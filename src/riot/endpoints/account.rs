use async_trait::async_trait;

use crate::riot::client::RiotClient;
use crate::riot::traits::AccountApi;
use crate::riot::types::{AccountDto, RiotApiResponse};

#[async_trait]
impl AccountApi for RiotClient {
    /// Get account by Riot ID (game name + tag line)
    /// Uses regional routing (americas, europe, asia, sea)
    async fn get_account_by_riot_id(
        &self,
        game_name: &str,
        tag_line: &str,
    ) -> RiotApiResponse<AccountDto> {
        let path = format!(
            "/riot/account/v1/accounts/by-riot-id/{}/{}",
            urlencoding::encode(game_name),
            urlencoding::encode(tag_line)
        );

        self.get(&path).await
    }
}
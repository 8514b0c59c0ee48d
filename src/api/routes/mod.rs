pub mod auth;
pub mod groups;
pub mod leaderboard;
pub mod matches;
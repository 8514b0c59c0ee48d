//! Match history and group leaderboards for League of Legends players.
//!
//! Users sign up with their Riot game name, sync their recent matches from the
//! Riot API into a local store, and compare KDA and win rate inside groups.

pub mod api;
pub mod auth;
pub mod config;
pub mod db;
pub mod error;
pub mod logging;
pub mod riot;
pub mod stats;
pub mod sync;
//! HTTP API.
//!
//! Axum router over auth, match sync, leaderboard and group membership.
//! Every failure is answered with a `{"error": "..."}` body.

use axum::{
    Json, Router,
    extract::rejection::JsonRejection,
    http::StatusCode,
    response::{IntoResponse, Response},
    routing::{get, post},
};
use serde::Serialize;
use thiserror::Error;
use tower_http::{cors::CorsLayer, trace::TraceLayer};
use tracing::error;

use crate::error::AppError;

pub mod routes;
pub mod state;

use routes::{auth, groups, leaderboard, matches};
use state::AppState;

/// API error types.
#[derive(Debug, Error)]
pub enum ApiError {
    #[error("{0}")]
    NotFound(String),

    #[error("{0}")]
    BadRequest(String),

    #[error("{0}")]
    Unauthorized(String),

    #[error("{0}")]
    Conflict(String),

    /// Holds the message shown to the client, never the underlying cause.
    #[error("{0}")]
    Internal(String),
}

/// Error response body.
#[derive(Debug, Serialize)]
pub struct ErrorResponse {
    pub error: String,
}

impl ApiError {
    /// Maps a domain error, hiding unexpected failures behind `fallback`.
    pub fn with_fallback(err: AppError, fallback: &str) -> Self {
        match err {
            AppError::UserNotFound(_) => Self::NotFound("User not found".into()),
            AppError::GroupNotFound(_) => Self::NotFound("Group not found".into()),
            AppError::PlayerNotFound { .. } => Self::NotFound(err.to_string()),
            AppError::UsernameTaken(_) => Self::BadRequest("Username already exists".into()),
            AppError::AlreadyMember(group) => {
                Self::Conflict(format!("You are already a member of {group}"))
            }
            AppError::InvalidCredentials => Self::Unauthorized("Invalid credentials".into()),
            other => {
                error!(error = %other, "🌐 ❌ Request failed");
                Self::Internal(fallback.to_string())
            }
        }
    }
}

impl From<AppError> for ApiError {
    fn from(err: AppError) -> Self {
        Self::with_fallback(err, "Server error")
    }
}

impl From<JsonRejection> for ApiError {
    fn from(rejection: JsonRejection) -> Self {
        Self::BadRequest(rejection.body_text())
    }
}

impl IntoResponse for ApiError {
    fn into_response(self) -> Response {
        let status = match &self {
            ApiError::NotFound(_) => StatusCode::NOT_FOUND,
            ApiError::BadRequest(_) => StatusCode::BAD_REQUEST,
            ApiError::Unauthorized(_) => StatusCode::UNAUTHORIZED,
            ApiError::Conflict(_) => StatusCode::CONFLICT,
            ApiError::Internal(_) => StatusCode::INTERNAL_SERVER_ERROR,
        };

        let body = ErrorResponse {
            error: self.to_string(),
        };

        (status, Json(body)).into_response()
    }
}

pub fn build_router(state: AppState) -> Router {
    Router::new()
        .route("/signup", post(auth::signup))
        .route("/login", post(auth::login))
        .route("/api/matches/sync/:username", post(matches::sync))
        .route("/api/matches/force-sync/:username", post(matches::force_sync))
        .route("/api/matches/:username/recent", get(matches::recent))
        .route("/api/leaderboard", get(leaderboard::leaderboard))
        .route("/api/groups/join", post(groups::join))
        .route("/api/groups/:group_name", get(groups::members))
        .layer(TraceLayer::new_for_http())
        .layer(CorsLayer::permissive())
        .with_state(state)
}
---+---
** WHAT IS BEING ASKED **
Return a word-for-word copy of the lines from the beginning of the listing to the line holding "pub mod groups;", both kept.

** EXERCISE OUTPUT **
filename src/riot/endpoints/account.rs
use async_trait::async_trait;

use crate::riot::client::RiotClient;
use crate::riot::traits::AccountApi;
use crate::riot::types::{AccountDto, RiotApiResponse};

#[async_trait]
impl AccountApi for RiotClient {
    /// Get account by Riot ID (game name + tag line)
    /// Uses regional routing (americas, europe, asia, sea)
    async fn get_account_by_riot_id(
        &self,
        game_name: &str,
        tag_line: &str,
    ) -> RiotApiResponse<AccountDto> {
        let path = format!(
            "/riot/account/v1/accounts/by-riot-id/{}/{}",
            urlencoding::encode(game_name),
            urlencoding::encode(tag_line)
        );

        self.get(&path).await
    }
}
repository 8514b0c59c0ee48d
filename src/api/routes/mod.rs
pub mod auth;
pub mod groups;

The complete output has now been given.